Outstanding Ph.D. Student Award

​Luis Francisco Villalobos, PhD student in the chemical and biological engineering program, has been named PSE’s outstanding PhD Candidate for March 2017.

Francisco  was born in Mexico City.  Always curious about how the materials we use every day were made, he decided to study chemical engineering at Mexico’s top university, the National Autonomous University of Mexico (UNAM) in Mexico City.

Long before KAUST’s inauguration in 2009, Francisco  heard about the University when he was half way through his bachelor’s program. He fell in love with the idea of a university in the middle of the desert that intended to push the boundaries of science and technology. He followed the development of K​AUST as closely as he could, although there was very little information available at the time.  When he was close to finishing his bachelor’s degree, and when he felt he was ready, Francisco  applied and was accepted to KAUST. 

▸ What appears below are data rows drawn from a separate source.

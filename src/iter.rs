//! Occurrence iteration.
//!
//! [`RecurrenceRule::next_recurrence`] answers "what is the earliest
//! occurrence at or after this point in time" without materializing the
//! series: every family computes its candidate arithmetically and probes
//! forward only where the calendar forces it (invalid month days, missing
//! nth weekdays, non-leap years). The start date is always the first
//! occurrence when queried at or before itself, whether or not it matches
//! the pattern.

use std::cmp::Ordering;

use crate::date::{CalendarDate, is_leap_year};
use crate::rule::{EndCondition, RecurrenceRule, RecurrenceType};

impl RecurrenceRule {
    /// Returns the earliest occurrence at or after `after`, or `None` when
    /// the rule has no further occurrences.
    ///
    /// An interval below one (possible only through deserialization)
    /// disables iteration beyond the start date.
    #[must_use]
    pub fn next_recurrence(&self, after: &CalendarDate) -> Option<CalendarDate> {
        if *self.start() >= *after {
            return Some(self.start().clone());
        }
        if self.interval() == 0 {
            return None;
        }
        match self.recur_type() {
            RecurrenceType::None => None,
            RecurrenceType::Daily => self.next_daily(after),
            RecurrenceType::Weekly => self.next_weekly(after),
            RecurrenceType::MonthlyDate => self.next_monthly_date(after),
            RecurrenceType::MonthlyWeekday | RecurrenceType::MonthlyLastWeekday => {
                self.next_monthly_weekday(after)
            }
            RecurrenceType::YearlyDate => self.next_yearly_date(after),
            RecurrenceType::YearlyDay => self.next_yearly_day(after),
            RecurrenceType::YearlyWeekday => self.next_yearly_weekday(after),
        }
    }

    /// Returns the earliest occurrence at or after `after` that is neither
    /// an exception nor completed.
    #[must_use]
    pub fn next_active_recurrence(&self, after: &CalendarDate) -> Option<CalendarDate> {
        let mut next = self.next_recurrence(after)?;
        loop {
            if !self.filtered(&next) {
                return Some(next);
            }
            next = self.next_recurrence(&next.add_days(1))?;
        }
    }

    /// Whether any occurrence of the rule is still active. Rules without an
    /// end condition are active by definition; bounded rules are scanned.
    #[must_use]
    pub fn has_active_recurrence(&self) -> bool {
        if matches!(self.end_condition(), EndCondition::None) {
            return true;
        }
        let mut after = self.start().clone();
        while let Some(next) = self.next_recurrence(&after) {
            if !self.filtered(&next) {
                return true;
            }
            after = next.add_days(1);
        }
        false
    }

    fn filtered(&self, occurrence: &CalendarDate) -> bool {
        let (y, m, d) = (occurrence.year(), occurrence.month(), occurrence.day());
        self.has_exception(y, m, d) || self.has_completion(y, m, d)
    }

    fn past_end(&self, candidate: &CalendarDate) -> bool {
        self.end_date().is_some_and(|end| candidate > end)
    }

    fn next_daily(&self, after: &CalendarDate) -> Option<CalendarDate> {
        let interval = i64::from(self.interval());
        let diff = self.start().days_until(after);
        let mut steps = (diff + interval - 1).div_euclid(interval);
        let mut next = self.start().add_days(steps * interval);
        if next < *after {
            // same calendar day but the time of day has passed
            steps += 1;
            next = self.start().add_days(steps * interval);
        }
        if let Some(count) = self.count() {
            if steps >= i64::from(count) {
                return None;
            }
        }
        if self.past_end(&next) {
            return None;
        }
        Some(next)
    }

    fn next_weekly(&self, after: &CalendarDate) -> Option<CalendarDate> {
        let mask = self.recur_on_days();
        if mask.is_empty() {
            return None;
        }
        let start = self.start();
        let interval_days = i64::from(self.interval()) * 7;
        let start_week = start.iso_week_start().with_time_of(start);
        let mut after = after.clone();

        loop {
            let after_week = after.iso_week_start();
            let after_week_end = after_week.add_days(7);

            let diff = start_week.days_until(&after_week);
            let repeats = diff.div_euclid(interval_days);
            // `after` sits either inside an on-pattern week or in a gap;
            // in a gap, jump to the next on-pattern week
            let offset = if diff.rem_euclid(interval_days) < 7 {
                diff
            } else {
                interval_days * (repeats + 1)
            };

            let counting = self.has_count();
            let mut occurrences: i64 = 0;
            if counting {
                // the week leading up to the start contributes no
                // occurrences even where it matches the mask
                let mut probe = start_week.clone();
                while probe < *start {
                    if mask.contains(probe.day_of_week()) {
                        occurrences -= 1;
                    }
                    probe = probe.add_days(1);
                }
                if repeats > 0 {
                    occurrences += i64::from(mask.count()) * repeats;
                }
            }

            let mut next = start_week.add_days(offset);
            while next < after && next < after_week_end {
                if counting && mask.contains(next.day_of_week()) {
                    occurrences += 1;
                }
                next = next.add_days(1);
            }

            if let Some(count) = self.count() {
                if occurrences >= i64::from(count) {
                    return None;
                }
            }
            if self.past_end(&next) {
                return None;
            }
            if next >= after_week_end {
                after = after_week_end;
                continue;
            }
            while !mask.contains(next.day_of_week()) && next < after_week_end {
                next = next.add_days(1);
            }
            if self.past_end(&next) {
                return None;
            }
            if next >= after_week_end {
                after = after_week_end;
                continue;
            }
            return Some(next);
        }
    }

    fn next_monthly_date(&self, after: &CalendarDate) -> Option<CalendarDate> {
        let start = self.start();
        let interval = i64::from(self.interval());

        let mut after_months = months_from_year_zero(after.year(), after.month());
        if after.day() > start.day() {
            // this month's day has already passed
            after_months += 1;
        }
        let base = months_from_year_zero(start.year(), start.month());
        let mut offset = after_months - base;
        offset = (offset + interval - 1).div_euclid(interval) * interval;

        let mut index = offset.div_euclid(interval);
        loop {
            if let Some(count) = self.count() {
                if index >= i64::from(count) {
                    return None;
                }
                index += 1;
            }
            let months = base + offset;
            let year = i32::try_from(months.div_euclid(12)).ok()?;
            let month = u32::try_from(months.rem_euclid(12) + 1).ok()?;
            // normalized probe so an overflowing day compares as the
            // following month for the end check
            let probe = CalendarDate::from_parts(
                year,
                i64::from(month),
                i64::from(start.day()),
                start.hour(),
                start.minute(),
                start.second(),
                start.timezone(),
            )?;
            if let Some(end) = self.end_date() {
                if *end < probe {
                    return None;
                }
            }
            if start.day() <= CalendarDate::days_in_month(year, month)? {
                return Some(probe);
            }
            // a yearly interval revisits the same month forever; only a
            // February 29th start can ever become valid again
            if interval == 12 && (month != 2 || start.day() > 29) {
                return None;
            }
            offset += interval;
        }
    }

    fn next_monthly_weekday(&self, after: &CalendarDate) -> Option<CalendarDate> {
        let start = self.start();
        let interval = i64::from(self.interval());
        let nth = if self.has_recur_type(RecurrenceType::MonthlyLastWeekday) {
            -1
        } else {
            i32::try_from(start.week_of_month()).ok()?
        };
        let weekday = start.day_of_week();

        let base = months_from_year_zero(start.year(), start.month());
        let mut offset = months_from_year_zero(after.year(), after.month()) - base;
        offset = (offset + interval - 1).div_euclid(interval) * interval;

        let mut index = offset.div_euclid(interval);
        let mut months = base + offset - interval;
        loop {
            if let Some(count) = self.count() {
                if index >= i64::from(count) {
                    return None;
                }
                index += 1;
            }
            months += interval;
            let year = i32::try_from(months.div_euclid(12)).ok()?;
            let month = u32::try_from(months.rem_euclid(12) + 1).ok()?;
            let Some(candidate) = CalendarDate::nth_weekday_of_month(year, month, weekday, nth)
            else {
                // no such weekday in this month
                continue;
            };
            let candidate = candidate.with_time_of(start);
            if candidate < *after {
                continue;
            }
            if self.past_end(&candidate) {
                return None;
            }
            return Some(candidate);
        }
    }

    fn next_yearly_date(&self, after: &CalendarDate) -> Option<CalendarDate> {
        let start = self.start();
        let interval = i64::from(self.interval());

        let mut year = i64::from(after.year());
        if after.month() > start.month()
            || (after.month() == start.month() && after.day() > start.day())
        {
            year += 1;
        }
        let leap_day = start.month() == 2 && start.day() == 29;
        if leap_day {
            while !is_leap_year(i32::try_from(year).ok()?) {
                year += 1;
            }
        }
        let mut offset = year - i64::from(start.year());
        if offset > 0 {
            offset = (offset + interval - 1).div_euclid(interval) * interval;
        }
        if let Some(count) = self.count() {
            if offset.div_euclid(interval) >= i64::from(count) {
                return None;
            }
        }
        let mut target = i64::from(start.year()) + offset;
        if leap_day {
            // interval steps landing on non-leap years are skipped; the
            // 400-year Gregorian cycle bounds the search
            let mut guard = 0;
            while !is_leap_year(i32::try_from(target).ok()?) {
                target += interval;
                offset += interval;
                guard += 1;
                if guard > 400 {
                    return None;
                }
                if let Some(count) = self.count() {
                    if offset.div_euclid(interval) >= i64::from(count) {
                        return None;
                    }
                }
            }
        }
        let candidate = CalendarDate::from_parts(
            i32::try_from(target).ok()?,
            i64::from(start.month()),
            i64::from(start.day()),
            start.hour(),
            start.minute(),
            start.second(),
            start.timezone(),
        )?;
        if self.past_end(&candidate) {
            return None;
        }
        Some(candidate)
    }

    fn next_yearly_day(&self, after: &CalendarDate) -> Option<CalendarDate> {
        let start = self.start();
        let interval = i64::from(self.interval());
        let doy = i64::from(start.day_of_year());

        let years = i64::from(after.year()) - i64::from(start.year());
        if let Some(count) = self.count() {
            let last = (i64::from(count) - 1) * interval;
            if years > last || (years == last && i64::from(after.day_of_year()) > doy) {
                return None;
            }
        }
        let mut year = i64::from(start.year()) + years.div_euclid(interval) * interval;
        let mut candidate = year_day(year, doy, start)?;
        if candidate.cmp_date(after) == Ordering::Less {
            year += interval;
            candidate = year_day(year, doy, start)?;
        }
        if self.past_end(&candidate) {
            return None;
        }
        Some(candidate)
    }

    fn next_yearly_weekday(&self, after: &CalendarDate) -> Option<CalendarDate> {
        let start = self.start();
        let interval = i64::from(self.interval());
        let nth = i32::try_from(start.week_of_month()).ok()?;
        let weekday = start.day_of_week();

        let mut offset = i64::from(after.year()) - i64::from(start.year());
        offset = (offset + interval - 1).div_euclid(interval) * interval;

        let mut index = offset.div_euclid(interval);
        let mut year = i64::from(start.year()) + offset - interval;
        loop {
            if let Some(count) = self.count() {
                if index >= i64::from(count) {
                    return None;
                }
                index += 1;
            }
            year += interval;
            let Some(candidate) = CalendarDate::nth_weekday_of_month(
                i32::try_from(year).ok()?,
                start.month(),
                weekday,
                nth,
            ) else {
                // the nth weekday would spill into the following month
                continue;
            };
            let candidate = candidate.with_time_of(start);
            if candidate < *after {
                continue;
            }
            if self.past_end(&candidate) {
                return None;
            }
            return Some(candidate);
        }
    }
}

fn months_from_year_zero(year: i32, month: u32) -> i64 {
    i64::from(year) * 12 + i64::from(month) - 1
}

/// The `doy`-th day of `year`, normalized past year end, stamped with the
/// start's time of day and timezone.
fn year_day(year: i64, doy: i64, start: &CalendarDate) -> Option<CalendarDate> {
    CalendarDate::from_parts(
        i32::try_from(year).ok()?,
        1,
        doy,
        start.hour(),
        start.minute(),
        start.second(),
        start.timezone(),
    )
}
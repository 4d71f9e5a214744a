use ataxxbot::board::rules::{check_endgame, is_legal, legal_moves};
use ataxxbot::board::{Board, Player};
use ataxxbot::search::{SearchParams, Searcher};

// P1's lone corner disc is walled in: every cell within two steps is an
// obstacle. P2 is free in the opposite corner.
fn blocked_p1_board() -> Board {
    Board::from_sketch(&["1##..", "###..", "###..", ".....", "....2"]).expect("valid sketch")
}

#[test]
fn blocked_side_is_not_terminal() {
    let board = blocked_p1_board();
    assert!(legal_moves(&board, Player::P1).is_empty());
    assert!(!legal_moves(&board, Player::P2).is_empty());
    let end = check_endgame(&board);
    assert!(
        !end.over,
        "one blocked side with empties left must not end the game"
    );
}

#[test]
fn decide_passes_only_when_no_moves_exist() {
    let board = blocked_p1_board();
    let mut params = SearchParams::default();
    params.movetime_ms = 200;
    let mut searcher = Searcher::new(params);

    assert_eq!(
        searcher.decide(&board, Player::P1, Player::P2),
        None,
        "a blocked player passes"
    );

    let mv = searcher
        .decide(&board, Player::P2, Player::P1)
        .expect("P2 has moves");
    assert!(is_legal(&board, mv, Player::P2));
}

#[test]
fn search_keeps_deepening_through_an_opponent_pass() {
    // Searching for P2: in-tree, P1 has no reply, so the recursion must
    // hand the turn back to P2 instead of treating the node as terminal.
    let board = blocked_p1_board();
    let mut params = SearchParams::default();
    params.max_depth = 4;
    params.movetime_ms = 5_000;
    let mut searcher = Searcher::new(params);
    let result = searcher.search(&board, Player::P2, Player::P1);
    assert!(result.best.is_some());
    assert_eq!(result.depth, 4, "all four plies should complete");
    assert!(result.nodes > 0);
}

He knew nothing about the Middle East and the greatest challenge for him in coming to Saudi Arabia and KAUST was the uncertainty.  In Mexico, Francisco felt that his life was established and secure: he already had job offers and all his friends and his girlfriend (who is now his wife) were there.  It was a leap-in-the-dark decision to move to Saudi Arabia. Once he arrived at KAUST, however, he found that any hesitation disappeared and the University exceeded all his expectations.

Francisco  works with Professor Klaus-Viktor Peinneman in the Advanced Membranes and Porous Materials Center on developing polymeric membranes doped with metals in the surface-active layer.  The metals they use can be in the form of nanoparticles, ions or crystals and the membranes they engineer can be used in catalysis, nanofiltration, gas separation and even to control biofouling on the membrane’s surface.

All his hard work in the lab has paid off: Francisco  has published nine peer-reviewed papers since starting his degree. On six of those papers, he is the first author. Francisco  published one of his papers in the high-impact journal Nanoletters in 2015 and he published a subsequent study in Macromolecular Rapid Communications, another high-impact journal, in 2016. He said that the most rewarding thing about his research is to see the results of his work and that of his colleagues finally published.

His tip for getting published in a high-impact Journal is to read as many papers as possible in that journal to get used to its language, the style of writing and the kind of research the journal is interested in and to determine where the cutting-edge of the field is. 

In addition, Francisco  is a co-inventor on three KAUST patent applications, on one case as lead inventor. Francisco  had an idea for new method to create membranes.  He developed a simple and scalable process for building multi-functional membranes with high loading of well-dispersed metal ions in the dense layer.

Francisco  credits Professor Peinneman with helping him the most during his KAUST journey. “He always encouraged my crazy ideas, guided me in the right way and never discouraged me” he recalled.

After graduating with his PhD from KAUST, Villalobos hopes to find a Postdoctoral position and pursue a career in academia, eventually applying to become a professor.

“I am very happy, that Francisco receives this award. He was working hard, but most importantly, he is very creative; he dared to design and to make experiments, which nobody made before, and he did it right and made a valuable contribution to membrane science. I tried to teach him, but I also learned from him.” said Professor Peinemann.